**Problem details:** Your answer should reproduce the full set of records exactly as given.

**Supplied information:**

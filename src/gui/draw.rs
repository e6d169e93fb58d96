use super::{App, Config};
use eframe::egui::{
    vec2, Button, DragValue, Rect, RichText, Sense, Slider, Stroke, Ui, Vec2,
};

impl App {
    fn new_text(text: &str) -> RichText {
        RichText::new(text)
            .color(Config::TEXT_COLOR)
            .size(Config::TEXT_SIZE)
    }

    fn new_button(text: &str) -> Button {
        Button::new(Self::new_text(text))
            .fill(Config::BUTTON_FILL_COLOR)
            .stroke(Stroke::new(
                Config::BUTTON_STROKE_WIDTH,
                Config::BUTTON_STROKE_COLOR,
            ))
    }

    fn draw_controls(&mut self, ui: &mut Ui) {
        ui.horizontal(|ui| {
            let text = if self.is_paused { "Start" } else { "Stop" };
            if ui.add(Self::new_button(text)).clicked() {
                self.is_paused = !self.is_paused;
            }

            if ui
                .add_enabled(self.is_paused, Self::new_button("Next step"))
                .clicked()
            {
                self.do_one_step = true;
            }

            if ui.add(Self::new_button("Reset")).clicked() {
                self.reset();
            }
        });

        ui.add_space(Config::WIDGET_GAP);

        ui.add_enabled_ui(self.is_paused, |ui| {
            if ui.add(Self::new_button("Randomize")).clicked() {
                self.randomize();
            }

            ui.horizontal(|ui| {
                ui.label(Self::new_text("Seed: "));
                ui.add(DragValue::new(&mut self.seed).speed(1));
            });

            ui.horizontal(|ui| {
                ui.label(Self::new_text("Fill rate: "));
                ui.add(Slider::new(&mut self.fill_rate, 0.05..=0.95));
            });
        });

        ui.add_space(Config::WIDGET_GAP);

        ui.horizontal(|ui| {
            ui.label(Self::new_text("Steps/s: "));
            ui.add(Slider::new(
                &mut self.steps_per_sec,
                Config::MIN_STEPS_PER_SEC..=Config::MAX_STEPS_PER_SEC,
            ));
        });

        ui.add_space(Config::WIDGET_GAP);

        ui.label(Self::new_text(&format!("Generation: {}", self.generation)));
        ui.label(Self::new_text(&format!(
            "Population: {}",
            self.board.population()
        )));

        ui.add_space(Config::WIDGET_GAP);
        ui.label(Self::new_text(
            "Click a cell to toggle it while stopped.\nSpace: one step, E: start/stop.",
        ));
    }

    fn draw_board(&mut self, ui: &mut Ui) {
        let size = vec2(
            self.board.width() as f32 * Config::CELL_SIZE,
            self.board.height() as f32 * Config::CELL_SIZE,
        );
        let (response, painter) = ui.allocate_painter(size, Sense::hover());
        let origin = response.rect.left_top();

        painter.rect_filled(response.rect, 0., Config::BOARD_BACKGROUND);

        // alive cells are filled squares, dead cells outlined ones
        let stroke = Stroke::new(Config::GRID_LINE_WIDTH, Config::GRID_LINE_COLOR);
        for (row, cells) in self.board.rows().enumerate() {
            for (col, cell) in cells.iter().enumerate() {
                let min = origin
                    + vec2(
                        col as f32 * Config::CELL_SIZE,
                        row as f32 * Config::CELL_SIZE,
                    );
                let rect = Rect::from_min_size(min, Vec2::splat(Config::CELL_SIZE));
                if cell.is_alive() {
                    painter.rect_filled(rect, 0., Config::ALIVE_COLOR);
                } else {
                    painter.rect_stroke(rect, 0., stroke);
                }
            }
        }

        self.board_rect.replace(response.rect);
    }

    pub fn draw(&mut self, ui: &mut Ui) {
        let aw = ui.available_width();
        ui.horizontal(|ui| {
            ui.group(|ui| {
                ui.vertical(|ui| {
                    self.draw_controls(ui);
                });

                // to adjust the bounds
                ui.add_space((Config::CONTROL_PANEL_WIDTH - aw + ui.available_width()).max(0.));
            });

            self.draw_board(ui);
        });
    }
}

**Your solution:**
filename src/gui/draw.rs
repository e6d169e93fb58d96
use super::{App, Config};
use eframe::egui::{
    vec2, Button, DragValue, Rect, RichText, Sense, Slider, Stroke, Ui, Vec2,
};

impl App {
    fn new_text(text: &str) -> RichText {
        RichText::new(text)
            .color(Config::TEXT_COLOR)
            .size(Config::TEXT_SIZE)
    }

    fn new_button(text: &str) -> Button {
        Button::new(Self::new_text(text))
            .fill(Config::BUTTON_FILL_COLOR)
            .stroke(Stroke::new(
                Config::BUTTON_STROKE_WIDTH,
                Config::BUTTON_STROKE_COLOR,
            ))
    }

    fn draw_controls(&mut self, ui: &mut Ui) {
        ui.horizontal(|ui| {
            let text = if self.is_paused { "Start" } else { "Stop" };
            if ui.add(Self::new_button(text)).clicked() {
                self.is_paused = !self.is_paused;
            }

            if ui
                .add_enabled(self.is_paused, Self::new_button("Next step"))
                .clicked()
            {
                self.do_one_step = true;
            }

            if ui.add(Self::new_button("Reset")).clicked() {
                self.reset();
            }
        });

        ui.add_space(Config::WIDGET_GAP);

        ui.add_enabled_ui(self.is_paused, |ui| {
            if ui.add(Self::new_button("Randomize")).clicked() {
                self.randomize();
            }

            ui.horizontal(|ui| {
                ui.label(Self::new_text("Seed: "));
                ui.add(DragValue::new(&mut self.seed).speed(1));
            });

            ui.horizontal(|ui| {
                ui.label(Self::new_text("Fill rate: "));
                ui.add(Slider::new(&mut self.fill_rate, 0.05..=0.95));
            });
        });

        ui.add_space(Config::WIDGET_GAP);

        ui.horizontal(|ui| {
            ui.label(Self::new_text("Steps/s: "));
            ui.add(Slider::new(
                &mut self.steps_per_sec,
                Config::MIN_STEPS_PER_SEC..=Config::MAX_STEPS_PER_SEC,
            ));
        });

        ui.add_space(Config::WIDGET_GAP);

        ui.label(Self::new_text(&format!("Generation: {}", self.generation)));
        ui.label(Self::new_text(&format!(
            "Population: {}",
            self.board.population()
        )));

        ui.add_space(Config::WIDGET_GAP);
        ui.label(Self::new_text(
            "Click a cell to toggle it while stopped.\nSpace: one step, E: start/stop.",
        ));
    }

    fn draw_board(&mut self, ui: &mut Ui) {
        let size = vec2(
            self.board.width() as f32 * Config::CELL_SIZE,
            self.board.height() as f32 * Config::CELL_SIZE,
        );
        let (response, painter) = ui.allocate_painter(size, Sense::hover());
        let origin = response.rect.left_top();

        painter.rect_filled(response.rect, 0., Config::BOARD_BACKGROUND);

        // alive cells are filled squares, dead cells outlined ones
        let stroke = Stroke::new(Config::GRID_LINE_WIDTH, Config::GRID_LINE_COLOR);
        for (row, cells) in self.board.rows().enumerate() {
            for (col, cell) in cells.iter().enumerate() {
                let min = origin
                    + vec2(
                        col as f32 * Config::CELL_SIZE,
                        row as f32 * Config::CELL_SIZE,
                    );
                let rect = Rect::from_min_size(min, Vec2::splat(Config::CELL_SIZE));
                if cell.is_alive() {
                    painter.rect_filled(rect, 0., Config::ALIVE_COLOR);
                } else {
                    painter.rect_stroke(rect, 0., stroke);
                }
            }
        }

        self.board_rect.replace(response.rect);
    }

    pub fn draw(&mut self, ui: &mut Ui) {
        let aw = ui.available_width();
        ui.horizontal(|ui| {
            ui.group(|ui| {
                ui.vertical(|ui| {
                    self.draw_controls(ui);
                });

                // to adjust the bounds
                ui.add_space((Config::CONTROL_PANEL_WIDTH - aw + ui.available_width()).max(0.));
            });

            self.draw_board(ui);
        });
    }
}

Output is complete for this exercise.